//! Marker data for the shell's map widget.

use geojson::{feature::Id, Feature, FeatureCollection, GeoJson, Geometry, JsonObject, Value};
use serde::{Deserialize, Serialize};

use crate::model::{LatLng, Popup};

#[derive(Clone, Debug, Serialize, Deserialize, PartialEq)]
pub struct MapMarker {
    pub id: String,
    pub name: String,
    pub cuisine: String,
    pub attendees: u32,
    pub lat: f64,
    pub lng: f64,
}

impl From<&Popup> for MapMarker {
    fn from(p: &Popup) -> Self {
        Self {
            id: p.id.0.clone(),
            name: p.name.clone(),
            cuisine: p.cuisine.clone(),
            attendees: p.attendees,
            lat: p.location.lat(),
            lng: p.location.lng(),
        }
    }
}

/// Axis-aligned box in degrees.
#[derive(Clone, Copy, Debug, Serialize, Deserialize, PartialEq)]
pub struct Bounds {
    pub south: f64,
    pub west: f64,
    pub north: f64,
    pub east: f64,
}

impl Bounds {
    /// Smallest box containing every point. Does not wrap the antimeridian.
    pub fn fit<I>(points: I) -> Option<Self>
    where
        I: IntoIterator<Item = LatLng>,
    {
        points.into_iter().fold(None, |acc, p| {
            Some(match acc {
                None => Self {
                    south: p.lat(),
                    west: p.lng(),
                    north: p.lat(),
                    east: p.lng(),
                },
                Some(b) => Self {
                    south: b.south.min(p.lat()),
                    west: b.west.min(p.lng()),
                    north: b.north.max(p.lat()),
                    east: b.east.max(p.lng()),
                },
            })
        })
    }

    pub fn contains(&self, p: LatLng) -> bool {
        (self.south..=self.north).contains(&p.lat()) && (self.west..=self.east).contains(&p.lng())
    }
}

pub fn build_markers(popups: &[Popup]) -> Vec<MapMarker> {
    popups.iter().map(MapMarker::from).collect()
}

pub fn popup_bounds(popups: &[Popup]) -> Option<Bounds> {
    Bounds::fit(popups.iter().map(|p| p.location))
}

/// Renders markers as a GeoJSON `FeatureCollection` of points.
pub fn markers_geojson(markers: &[MapMarker]) -> String {
    let features = markers
        .iter()
        .map(|m| {
            let mut properties = JsonObject::new();
            properties.insert("id".into(), m.id.clone().into());
            properties.insert("name".into(), m.name.clone().into());
            properties.insert("cuisine".into(), m.cuisine.clone().into());
            properties.insert("attendees".into(), m.attendees.into());

            Feature {
                bbox: None,
                geometry: Some(Geometry::new(Value::Point(vec![m.lng, m.lat]))),
                id: Some(Id::String(m.id.clone())),
                properties: Some(properties),
                foreign_members: None,
            }
        })
        .collect();

    GeoJson::FeatureCollection(FeatureCollection {
        bbox: None,
        features,
        foreign_members: None,
    })
    .to_string()
}

#[cfg(test)]
mod tests {
    use super::*;
    use crate::catalog::Catalog;

    fn at(lat: f64, lng: f64) -> LatLng {
        LatLng::new(lat, lng).unwrap()
    }

    #[test]
    fn fit_of_nothing_is_none() {
        assert_eq!(Bounds::fit(Vec::new()), None);
    }

    #[test]
    fn fit_single_point_is_degenerate() {
        let b = Bounds::fit([at(37.0, -122.0)]).unwrap();
        assert_eq!(b.south, b.north);
        assert_eq!(b.west, b.east);
    }

    #[test]
    fn fit_contains_all_seed_popups() {
        let catalog = Catalog::seed();
        let bounds = popup_bounds(&catalog.popups).unwrap();
        assert!(catalog.popups.iter().all(|p| bounds.contains(p.location)));
        assert!(!bounds.contains(at(0.0, 0.0)));
    }

    #[test]
    fn markers_follow_catalog_order() {
        let catalog = Catalog::seed();
        let markers = build_markers(&catalog.popups);
        assert_eq!(markers.len(), catalog.popups.len());
        assert_eq!(markers[0].id, "1");
        assert_eq!(markers[11].id, "12");
    }

    #[test]
    fn geojson_puts_longitude_first() {
        let markers = vec![MapMarker {
            id: "5".into(),
            name: "Dumpling Den".into(),
            cuisine: "Chinese".into(),
            attendees: 118,
            lat: 37.79,
            lng: -122.40,
        }];

        let parsed: GeoJson = markers_geojson(&markers).parse().unwrap();
        let GeoJson::FeatureCollection(fc) = parsed else {
            panic!("expected a feature collection");
        };
        assert_eq!(fc.features.len(), 1);

        let feature = &fc.features[0];
        assert_eq!(feature.id, Some(Id::String("5".into())));
        assert_eq!(feature.property("attendees"), Some(&serde_json::json!(118)));
        assert_eq!(feature.property("id"), Some(&serde_json::json!("5")));
        match feature.geometry.as_ref().map(|g| &g.value) {
            Some(Value::Point(coords)) => assert_eq!(coords, &vec![-122.40, 37.79]),
            other => panic!("unexpected geometry: {other:?}"),
        }
    }
}
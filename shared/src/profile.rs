//! Account data for the Profile and Business screens.

use serde::{Deserialize, Serialize};

#[derive(Clone, Debug, PartialEq, Eq, Serialize, Deserialize)]
pub struct UserProfile {
    pub name: String,
    pub location: String,
    pub food_preferences: Vec<String>,
    pub image_url: String,
}

impl Default for UserProfile {
    fn default() -> Self {
        Self::seed()
    }
}

impl UserProfile {
    pub fn seed() -> Self {
        Self {
            name: "Joshua K".into(),
            location: "San Francisco, CA".into(),
            food_preferences: vec!["Bagels".into(), "Matcha".into()],
            image_url: "https://images.unsplash.com/photo-1535713875002-d1d0cf377fde?w=400".into(),
        }
    }
}

/// One past event hosted by the business, newest first in [`BusinessStats`].
#[derive(Clone, Debug, PartialEq, Eq, Serialize, Deserialize)]
pub struct PastPopup {
    pub id: u32,
    pub date: String,
    pub location: String,
    pub attendees: u32,
}

/// A point of the attendance chart, oldest first.
#[derive(Clone, Debug, PartialEq, Eq, Serialize, Deserialize)]
pub struct AttendancePoint {
    pub date: String,
    pub attendees: u32,
}

#[derive(Clone, Debug, PartialEq, Eq, Serialize, Deserialize)]
pub struct BusinessStats {
    pub name: String,
    pub total_attendees: u32,
    pub average_attendees: u32,
    pub previous_popups: Vec<PastPopup>,
    pub attendance: Vec<AttendancePoint>,
}

impl Default for BusinessStats {
    fn default() -> Self {
        Self::seed()
    }
}

impl BusinessStats {
    pub fn seed() -> Self {
        const PAST: [(u32, &str, &str, u32); 5] = [
            (1, "November 2, 2025", "Golden Gate Park, SF", 56),
            (2, "October 26, 2025", "Mission District, SF", 48),
            (3, "October 19, 2025", "Ferry Building, SF", 62),
            (4, "October 12, 2025", "Dolores Park, SF", 41),
            (5, "October 5, 2025", "Union Square, SF", 38),
        ];
        const CHART: [(&str, u32); 5] = [
            ("Oct 5", 38),
            ("Oct 12", 41),
            ("Oct 19", 62),
            ("Oct 26", 48),
            ("Nov 2", 56),
        ];

        Self {
            name: "Joshua's Coffee Corner".into(),
            // Lifetime figures include events older than the listed five.
            total_attendees: 342,
            average_attendees: 43,
            previous_popups: PAST
                .iter()
                .map(|&(id, date, location, attendees)| PastPopup {
                    id,
                    date: date.into(),
                    location: location.into(),
                    attendees,
                })
                .collect(),
            attendance: CHART
                .iter()
                .map(|&(date, attendees)| AttendancePoint {
                    date: date.into(),
                    attendees,
                })
                .collect(),
        }
    }
}
use serde::{Deserialize, Serialize};
use std::collections::BTreeSet;

use crate::catalog::Catalog;
use crate::model::PopupId;

/// Popups the user has marked as "Going".
#[derive(Serialize, Deserialize, Clone, Debug, Default, PartialEq, Eq)]
pub struct GoingSet(BTreeSet<PopupId>);

impl GoingSet {
    /// Flips membership of `id` and returns whether it is now a member.
    pub fn toggle(&mut self, id: &PopupId) -> bool {
        if self.0.remove(id) {
            false
        } else {
            self.0.insert(id.clone());
            true
        }
    }

    pub fn has(&self, id: &PopupId) -> bool {
        self.0.contains(id)
    }

    pub fn len(&self) -> usize {
        self.0.len()
    }

    pub fn is_empty(&self) -> bool {
        self.0.is_empty()
    }

    pub fn iter(&self) -> impl Iterator<Item = &PopupId> {
        self.0.iter()
    }

    /// Forgets popups that are not in `catalog`. Returns how many were dropped.
    pub fn retain_in(&mut self, catalog: &Catalog) -> usize {
        let before = self.0.len();
        self.0.retain(|id| catalog.contains(id));
        before - self.0.len()
    }
}

#[cfg(test)]
mod tests {
    use super::*;
    use proptest::prelude::*;

    #[test]
    fn toggle_flips_membership() {
        let mut set = GoingSet::default();
        let id = PopupId::new("9");

        assert!(set.toggle(&id));
        assert!(set.has(&id));
        assert_eq!(set.len(), 1);

        assert!(!set.toggle(&id));
        assert!(!set.has(&id));
        assert!(set.is_empty());
    }

    #[test]
    fn members_iterate_in_id_order() {
        let mut set = GoingSet::default();
        for id in ["b", "a", "c"] {
            set.toggle(&PopupId::new(id));
        }
        let ids: Vec<&str> = set.iter().map(PopupId::as_str).collect();
        assert_eq!(ids, ["a", "b", "c"]);
    }

    #[test]
    fn retain_in_drops_unlisted_popups() {
        let mut set = GoingSet::default();
        set.toggle(&PopupId::new("3"));
        set.toggle(&PopupId::new("gone"));

        assert_eq!(set.retain_in(&Catalog::seed()), 1);
        let ids: Vec<&str> = set.iter().map(PopupId::as_str).collect();
        assert_eq!(ids, ["3"]);

        assert_eq!(set.retain_in(&Catalog::empty()), 1);
        assert!(set.is_empty());
    }

    proptest! {
        #[test]
        fn toggle_twice_is_identity(
            members in proptest::collection::btree_set("[a-z0-9]{1,4}", 0..16),
            id in "[a-z0-9]{1,4}",
        ) {
            let mut set = GoingSet(members.into_iter().map(PopupId).collect());
            let before = set.clone();
            let id = PopupId::new(id);

            set.toggle(&id);
            set.toggle(&id);
            prop_assert_eq!(set, before);
        }
    }
}
use serde::{Deserialize, Serialize};

use crate::catalog::Catalog;
use crate::model::PopupId;

/// The popup whose detail panel is open, if any.
///
/// The store does not check that the id belongs to a loaded catalog; the app
/// clears it with [`Selection::retain_in`] whenever the catalog changes.
#[derive(Serialize, Deserialize, Clone, Debug, Default, PartialEq, Eq)]
pub struct Selection(Option<PopupId>);

impl Selection {
    pub fn select(&mut self, id: PopupId) {
        self.0 = Some(id);
    }

    pub fn clear(&mut self) {
        self.0 = None;
    }

    pub fn selected(&self) -> Option<&PopupId> {
        self.0.as_ref()
    }

    pub fn is_empty(&self) -> bool {
        self.0.is_none()
    }

    /// Drops the selection if it no longer refers to a popup in `catalog`.
    /// Returns true when something was dropped.
    pub fn retain_in(&mut self, catalog: &Catalog) -> bool {
        let dangling = self.0.as_ref().is_some_and(|id| !catalog.contains(id));
        if dangling {
            self.0 = None;
        }
        dangling
    }
}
⁂
- **PROBLEM TO SOLVE**:
Exactly the lines running from the top of the records to the line that contains "pub fn build_markers(popups: &[Popup])", inclusive, must be set down, and nothing more.

- **SOLUTION BELOW**:
//! Marker data for the shell's map widget.

use geojson::{feature::Id, Feature, FeatureCollection, GeoJson, Geometry, JsonObject, Value};
use serde::{Deserialize, Serialize};

use crate::model::{LatLng, Popup};

#[derive(Clone, Debug, Serialize, Deserialize, PartialEq)]
pub struct MapMarker {
    pub id: String,
    pub name: String,
    pub cuisine: String,
    pub attendees: u32,
    pub lat: f64,
    pub lng: f64,
}

impl From<&Popup> for MapMarker {
    fn from(p: &Popup) -> Self {
        Self {
            id: p.id.0.clone(),
            name: p.name.clone(),
            cuisine: p.cuisine.clone(),
            attendees: p.attendees,
            lat: p.location.lat(),
            lng: p.location.lng(),
        }
    }
}

/// Axis-aligned box in degrees.
#[derive(Clone, Copy, Debug, Serialize, Deserialize, PartialEq)]
pub struct Bounds {
    pub south: f64,
    pub west: f64,
    pub north: f64,
    pub east: f64,
}

impl Bounds {
    /// Smallest box containing every point. Does not wrap the antimeridian.
    pub fn fit<I>(points: I) -> Option<Self>
    where
        I: IntoIterator<Item = LatLng>,
    {
        points.into_iter().fold(None, |acc, p| {
            Some(match acc {
                None => Self {
                    south: p.lat(),
                    west: p.lng(),
                    north: p.lat(),
                    east: p.lng(),
                },
                Some(b) => Self {
                    south: b.south.min(p.lat()),
                    west: b.west.min(p.lng()),
                    north: b.north.max(p.lat()),
                    east: b.east.max(p.lng()),
                },
            })
        })
    }

    pub fn contains(&self, p: LatLng) -> bool {
        (self.south..=self.north).contains(&p.lat()) && (self.west..=self.east).contains(&p.lng())
    }
}

pub fn build_markers(popups: &[Popup]) -> Vec<MapMarker> {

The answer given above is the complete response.